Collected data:
== Segment start ==

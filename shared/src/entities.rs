//! Simulation entity value types shared by server and client.
//!
//! These are plain data with constructors and setters that enforce the
//! state invariants: rotations are normalized on write, health stays inside
//! `[0, max_health]`, ids respect the partition (players < 1000 <= enemies
//! < 10000 <= bullets). Nothing here touches the network or a renderer.

use crate::world;
use glam::Vec2;
use log::warn;

/// First id handed out to enemies. Player ids stay below this.
pub const ENEMY_ID_START: u32 = 1000;

/// First id handed out to bullets. Enemy ids stay below this.
pub const BULLET_ID_START: u32 = 10_000;

/// True when `owner_id` belongs to an enemy rather than a player.
pub fn is_enemy_id(id: u32) -> bool {
    (ENEMY_ID_START..BULLET_ID_START).contains(&id)
}

/// Circle-vs-circle overlap test used by every collision path.
pub fn circles_overlap(a: Vec2, radius_a: f32, b: Vec2, radius_b: f32) -> bool {
    let r = radius_a + radius_b;
    a.distance_squared(b) < r * r
}

/// The small set of tank colors the server will accept on join.
#[derive(Debug, Clone, Copy, PartialEq, Eq)]
pub enum TankColor {
    Red,
    Blue,
    Green,
    Black,
}

impl TankColor {
    pub const ALL: [TankColor; 4] = [
        TankColor::Red,
        TankColor::Blue,
        TankColor::Green,
        TankColor::Black,
    ];

    pub fn as_str(self) -> &'static str {
        match self {
            TankColor::Red => "red",
            TankColor::Blue => "blue",
            TankColor::Green => "green",
            TankColor::Black => "black",
        }
    }

    /// Parses a wire color string against the whitelist.
    pub fn parse(name: &str) -> Option<TankColor> {
        match name {
            "red" => Some(TankColor::Red),
            "blue" => Some(TankColor::Blue),
            "green" => Some(TankColor::Green),
            "black" => Some(TankColor::Black),
            _ => None,
        }
    }
}

/// Four-directional movement flags carried by inputs and snapshots.
#[derive(Debug, Clone, Copy, Default, PartialEq, Eq)]
pub struct MoveFlags {
    pub forward: bool,
    pub backward: bool,
    pub left: bool,
    pub right: bool,
}

impl MoveFlags {
    pub fn any(self) -> bool {
        self.forward || self.backward || self.left || self.right
    }
}

/// Player movement speed in units per second.
pub const TANK_MOVEMENT_SPEED: f32 = 150.0;

/// Player body rotation speed in degrees per second.
pub const TANK_ROTATION_SPEED: f32 = 200.0;

/// Seconds between player shots.
pub const TANK_SHOOT_COOLDOWN: f32 = 1.0;

/// Distance from tank center to the barrel muzzle.
pub const TANK_BARREL_LENGTH: f32 = 30.0;

/// Seconds a dead player waits before respawning.
pub const RESPAWN_COOLDOWN: f32 = 5.0;

/// Score removed on death, floored at zero.
pub const DEATH_PENALTY: i32 = 100;

/// A player-controlled tank.
///
/// The server owns the authoritative copy; the client keeps a predicted one
/// for the local player. Barrel rotation is a client-supplied hint (mouse
/// aim) that the server accepts verbatim after normalization.
#[derive(Debug, Clone)]
pub struct Tank {
    pub id: u32,
    pub name: String,
    pub color: TankColor,
    pub position: Vec2,
    body_rotation: f32,
    barrel_rotation: f32,
    pub moving: MoveFlags,
    health: f32,
    max_health: f32,
    pub score: i32,
    pub is_dead: bool,
    pub respawn_timer: f32,
    pub shoot_cooldown: f32,
}

impl Tank {
    pub fn new(id: u32, name: String, color: TankColor, position: Vec2) -> Self {
        Tank {
            id,
            name,
            color,
            position,
            body_rotation: 0.0,
            barrel_rotation: 0.0,
            moving: MoveFlags::default(),
            health: 100.0,
            max_health: 100.0,
            score: 0,
            is_dead: false,
            respawn_timer: 0.0,
            shoot_cooldown: 0.0,
        }
    }

    pub fn body_rotation(&self) -> f32 {
        self.body_rotation
    }

    pub fn barrel_rotation(&self) -> f32 {
        self.barrel_rotation
    }

    /// Stores a body rotation, normalized to `[0, 360)`.
    pub fn set_body_rotation(&mut self, rotation: f32) {
        self.body_rotation = world::normalize_rotation(rotation);
    }

    /// Stores a barrel rotation, normalized to `[0, 360)`.
    pub fn set_barrel_rotation(&mut self, rotation: f32) {
        self.barrel_rotation = world::normalize_rotation(rotation);
    }

    pub fn health(&self) -> f32 {
        self.health
    }

    pub fn max_health(&self) -> f32 {
        self.max_health
    }

    /// Sets health clamped into `[0, max_health]`.
    pub fn set_health(&mut self, health: f32) {
        self.health = health.clamp(0.0, self.max_health);
    }

    /// Sets the health ceiling. Non-positive values are refused with a
    /// warning; current health is re-clamped under the new ceiling.
    pub fn set_max_health(&mut self, max_health: f32) {
        if max_health <= 0.0 || !max_health.is_finite() {
            warn!("ignoring invalid max health {} for tank {}", max_health, self.id);
            return;
        }
        self.max_health = max_health;
        if self.health > self.max_health {
            self.health = self.max_health;
        }
    }

    /// Applies damage; negative values are logged and ignored.
    pub fn take_damage(&mut self, damage: f32) {
        if damage < 0.0 || !damage.is_finite() {
            warn!("ignoring invalid damage {} for tank {}", damage, self.id);
            return;
        }
        self.health = (self.health - damage).max(0.0);
    }

    pub fn heal(&mut self, amount: f32) {
        if amount < 0.0 || !amount.is_finite() {
            warn!("ignoring invalid heal {} for tank {}", amount, self.id);
            return;
        }
        self.health = (self.health + amount).min(self.max_health);
    }

    /// A non-positive health is the death condition.
    pub fn is_health_depleted(&self) -> bool {
        self.health <= 0.0
    }

    /// Unit vector of the body facing.
    pub fn facing(&self) -> Vec2 {
        let radians = self.body_rotation.to_radians();
        Vec2::new(radians.cos(), radians.sin())
    }

    /// Where bullets leave the barrel.
    pub fn barrel_end(&self) -> Vec2 {
        let radians = self.barrel_rotation.to_radians();
        self.position + Vec2::new(radians.cos(), radians.sin()) * TANK_BARREL_LENGTH
    }

    pub fn can_shoot(&self) -> bool {
        self.shoot_cooldown <= 0.0 && !self.is_dead
    }

    pub fn tick_cooldown(&mut self, dt: f32) {
        if self.shoot_cooldown > 0.0 {
            self.shoot_cooldown = (self.shoot_cooldown - dt).max(0.0);
        }
    }
}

== Segment end ==

Instructions to follow ::
Could you copy exactly the lines from the first line of the records above through the line containing "#[derive(Debug, Clone, Copy, PartialEq, Eq)]", both included, and nothing else?

Expected answer ::
filename shared/src/entities.rs
//! Simulation entity value types shared by server and client.
//!
//! These are plain data with constructors and setters that enforce the
//! state invariants: rotations are normalized on write, health stays inside
//! `[0, max_health]`, ids respect the partition (players < 1000 <= enemies
//! < 10000 <= bullets). Nothing here touches the network or a renderer.

use crate::world;
use glam::Vec2;
use log::warn;

/// First id handed out to enemies. Player ids stay below this.
pub const ENEMY_ID_START: u32 = 1000;

/// First id handed out to bullets. Enemy ids stay below this.
pub const BULLET_ID_START: u32 = 10_000;

/// True when `owner_id` belongs to an enemy rather than a player.
pub fn is_enemy_id(id: u32) -> bool {
    (ENEMY_ID_START..BULLET_ID_START).contains(&id)
}

/// Circle-vs-circle overlap test used by every collision path.
pub fn circles_overlap(a: Vec2, radius_a: f32, b: Vec2, radius_b: f32) -> bool {
    let r = radius_a + radius_b;
    a.distance_squared(b) < r * r
}

/// The small set of tank colors the server will accept on join.
#[derive(Debug, Clone, Copy, PartialEq, Eq)]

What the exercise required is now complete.